The two isozymes of dihydrofolate reductase (Forms 1 and 2) from, a Trimethoprim-resistant strain of Escherichia coli (RT500) were separated and purified to homogeneity using a simple procedure based on differential elution from a Methotrexate affinity column. The complete amino acid sequence of the Form 2 isozyme was determined, and it differs from that of Form 1 in only one position. Residue 28 is arginine in Form 2 and leucine in Form 1. However, the isozymes differ greatly in their binding and kinetic properties. Equilibrium dialysis studies showed the Trimethoprim dissociation constants of Form 2 are about 50-fold greater than those of Form 1 in both the binary complex and the ternary complex with NADPH. Similarly, the Methotrexate dissociation constant of Form 2 is about 10-fold greater than that of Form 1. The two isozymes also differ in their turnover numbers at pH 7 (Form 1 is 10-fold more active) and inhibition by divalent cations.
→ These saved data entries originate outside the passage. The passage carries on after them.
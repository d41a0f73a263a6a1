//! Target documents: MediaConvert jobs, job templates and output presets.
//!
//! Translators build these records bottom-up; [`render`] turns a finished
//! record into the JSON handed to the caller.

pub mod codec;
pub mod job;
pub mod preset;

pub use codec::{AudioCodecSettings, RateControlMode, VideoCodecSettings};
pub use job::{JobDocument, OutputGroup};
pub use preset::{PresetDocument, PresetSettings};

use crate::error::CoreResult;
use crate::json::{remove_empty, to_pascal_case};
use serde::Serialize;
use serde_json::Value;

/// Serializes a target record, drops empty values and applies the requested
/// property-name casing.
pub fn render<T: Serialize>(document: &T, camel_case: bool) -> CoreResult<Value> {
    let value = remove_empty(serde_json::to_value(document)?);
    Ok(if camel_case {
        value
    } else {
        to_pascal_case(value)
    })
}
Form 1 is extremely sensitive to BaCl2 (50% inhibition at 0.5 mM), whereas Form 2 is much less sensitive (50% inhibition at 60 mM). In the presence of 10 mM BaCl2, Form 1 has the functional characteristics of Form 2. Its turnover number is decreased, its Trimethoprim Ki is increased, and the shape of its pH-activity profile is identical with that of Form 2. The x-ray structures and amino acid sequences of several bacterial dihydrofolate reductases indicate that Asp-27 is important in inhibitor binding and may be involved in catalysis. The present data provide kinetic evidence for this hypothesis, and it is proposed that almost all the unusual characteristics of Form 2 are the direct result of a charge interaction between Arg-28 and Asp-27. A similar interaction between Ba2+ and the Asp-27 of Form 1 can result in an enzyme complex that is kinetically similar to Form 2.